Baca berita tanpa iklan. Gabung Kompas.com+
Salin Artikel

Menghilangkan Barang Bukti Terancam Pidana Penjara, Begini Aturannya

Saat proses pemeriksaan perkara dilakukan oleh kepolisian, yang bersangkutan diduga telah menghapus barang bukti yang disita oleh penyidik.

Terlepas dari apapun alasan yang melatarbelakangi tindakan si dokter tersebut, menarik diketahui bagaimana aturan hukum tentang tindakan menghapus atau menghilangkan barang bukti yang dilakukan oleh seseorang dengan sangkaan melakukan tindak pidana.

Merusak atau menghilangkan barang bukti kejahatan

Sebelum membahas lebih lanjut, terlebih dahulu patut diketahui tentang definisi barang bukti.

Secara khusus, definisinya dapat ditemukan di Pasal 1 angka Perkap 6 Tahun 2019 tentang Penyidikan Tindak Pidana.

Pada pasal tersebut disebutkan bahwa barang bukti adalah benda bergerak atau tidak bergerak, berwujud atau tidak berwujud yang telah dilakukan penyitaan oleh Penyidik untuk keperluan pemeriksaan dalam tingkat penyidikan, penuntutan dan pemeriksaan di sidang pengadilan.

Dalam suatu proses pemeriksaan dugaan tindak pidana, regulasi penting yang tidak dapat dilupakan adalah UU No. 8 Tahun 1981 tentang Kitab Undang-Undang Hukum Acara Pidana (KUHAP).

Beleid tersebut mengatur tentang prosedur penegakan hukum pidana pada setiap tahapan, mulai tahap penyelidikan sampai pemeriksaan di persidangan.

Salah satu hal yang patut diketahui bahwa dalam rangka pemeriksaan dugaan tindak pidana, KUHAP memberikan wewenang kepada penyidik untuk melakukan penahanan terhadap tersangka atau terdakwa.

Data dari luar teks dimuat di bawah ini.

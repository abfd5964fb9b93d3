use std::time::Instant;

use iced::mouse;
use iced::widget::canvas::{self, path, Action, Cache, Event, Frame, Geometry, Path, Stroke};
use iced::{Color, Point, Rectangle, Renderer, Size, Theme};

use crate::audio::types::AmplitudeSequence;
use crate::waveform::geometry::{Geometry as Placement, WaveformPoint};
use crate::waveform::renderer::{PathSegment, WaveformRenderer};

/// State for the waveform canvas widget.
pub struct WaveformView {
    waveform_cache: Cache,
    renderer: WaveformRenderer,
    horizontal_inset: f32,
    pub playback_position: f64, // 0.0 to 1.0 fraction
    pub duration_ms: u64,
}

/// Interactions on the waveform.
#[derive(Debug, Clone)]
pub enum WaveformMessage {
    Seek(u64),         // time in milliseconds
    Resized(f32, f32), // canvas width, height
}

impl WaveformView {
    pub fn new(placement: Placement, animation: std::time::Duration) -> Self {
        Self {
            waveform_cache: Cache::new(),
            horizontal_inset: placement.horizontal_inset,
            renderer: WaveformRenderer::new(placement, animation),
            playback_position: 0.0,
            duration_ms: 0,
        }
    }

    pub fn set_data(&mut self, amplitudes: AmplitudeSequence, now: Instant) {
        self.renderer.set_data(amplitudes, now);
        self.waveform_cache.clear();
    }

    pub fn resize(&mut self, width: f32, height: f32, now: Instant) {
        self.renderer.resize(width, height, now);
        self.waveform_cache.clear();
    }

    /// Advance the reveal animation, redrawing only when the curve grew.
    pub fn tick(&mut self, now: Instant) {
        if self.renderer.tick(now) {
            self.waveform_cache.clear();
        }
    }

    /// Horizontal pixel of a playback fraction, honouring the insets.
    fn x_of(&self, fraction: f64, width: f32) -> f32 {
        let span = (width - self.horizontal_inset * 2.0).max(0.0);
        self.horizontal_inset + fraction.clamp(0.0, 1.0) as f32 * span
    }

    fn fraction_of(&self, x: f32, width: f32) -> f64 {
        let span = width - self.horizontal_inset * 2.0;
        if span <= 0.0 {
            return 0.0;
        }
        (((x - self.horizontal_inset) / span) as f64).clamp(0.0, 1.0)
    }
}

fn to_point(p: WaveformPoint) -> Point {
    Point::new(p.x, p.y)
}

fn build_path(segments: &[PathSegment]) -> Path {
    Path::new(|b: &mut path::Builder| {
        for segment in segments {
            match *segment {
                PathSegment::MoveTo(p) => b.move_to(to_point(p)),
                PathSegment::LineTo(p) => b.line_to(to_point(p)),
                PathSegment::QuadTo { control, to } => {
                    b.quadratic_curve_to(to_point(control), to_point(to))
                }
            }
        }
    })
}

impl canvas::Program<WaveformMessage> for WaveformView {
    type State = Option<Size>; // last size reported to the renderer

    fn draw(
        &self,
        _state: &Self::State,
        renderer: &Renderer,
        _theme: &Theme,
        bounds: Rectangle,
        _cursor: mouse::Cursor,
    ) -> Vec<Geometry> {
        let width = bounds.width;
        let height = bounds.height;

        // Layer 1: Cached waveform
        let waveform = self.waveform_cache.draw(renderer, bounds.size(), |frame| {
            frame.fill_rectangle(Point::ORIGIN, bounds.size(), Color::from_rgb(0.95, 0.95, 0.95));

            let curve = build_path(self.renderer.segments());
            frame.stroke(
                &curve,
                Stroke::default()
                    .with_color(Color::BLACK)
                    .with_width(1.0)
                    .with_line_cap(canvas::LineCap::Round),
            );
        });

        // Layer 2: Playhead
        let overlay = {
            let mut frame = Frame::new(renderer, bounds.size());

            let playhead_x = self.x_of(self.playback_position, width);
            let playhead = Path::line(Point::new(playhead_x, 0.0), Point::new(playhead_x, height));
            frame.stroke(
                &playhead,
                Stroke::default()
                    .with_color(Color::from_rgb(0.9, 0.1, 0.1))
                    .with_width(2.0),
            );

            frame.into_geometry()
        };

        vec![waveform, overlay]
    }

    fn update(
        &self,
        state: &mut Self::State,
        event: &Event,
        bounds: Rectangle,
        cursor: mouse::Cursor,
    ) -> Option<Action<WaveformMessage>> {
        if *state != Some(bounds.size()) {
            *state = Some(bounds.size());
            return Some(Action::publish(WaveformMessage::Resized(
                bounds.width,
                bounds.height,
            )));
        }

        let cursor_pos = cursor.position_in(bounds)?;

        match event {
            Event::Mouse(mouse::Event::ButtonPressed(mouse::Button::Left)) => {
                let fraction = self.fraction_of(cursor_pos.x, bounds.width);
                let millis = (fraction * self.duration_ms as f64) as u64;
                Some(Action::publish(WaveformMessage::Seek(millis)).and_capture())
            }
            _ => None,
        }
    }
}

#[cfg(test)]
mod tests {
    use super::*;
    use std::time::Duration;

    fn view() -> WaveformView {
        WaveformView::new(Placement::default(), Duration::from_millis(100))
    }

    #[test]
    fn fraction_and_x_are_inverse() {
        let view = view();
        let x = view.x_of(0.25, 490.0);
        assert_eq!(x, 45.0 + 100.0);
        assert!((view.fraction_of(x, 490.0) - 0.25).abs() < 1e-6);
    }

    #[test]
    fn clicks_outside_insets_clamp() {
        let view = view();
        assert_eq!(view.fraction_of(0.0, 490.0), 0.0);
        assert_eq!(view.fraction_of(490.0, 490.0), 1.0);
        assert_eq!(view.fraction_of(10.0, 60.0), 0.0);
    }
}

Dalam melaksanakan wewenangnya sebagaimana dimaksud, penyidik harus mendasarkan pada syarat objektif dan alasan subjektif.

Salah satu syarat subjektif yang dapat digunakan oleh penyidik untuk melakukan penahanan, yakni adanya keadaan yang menimbulkan kekhawatiran bahwa tersangka atau terdakwa menghilangkan barang bukti dan atau mengulangi tindak pidana.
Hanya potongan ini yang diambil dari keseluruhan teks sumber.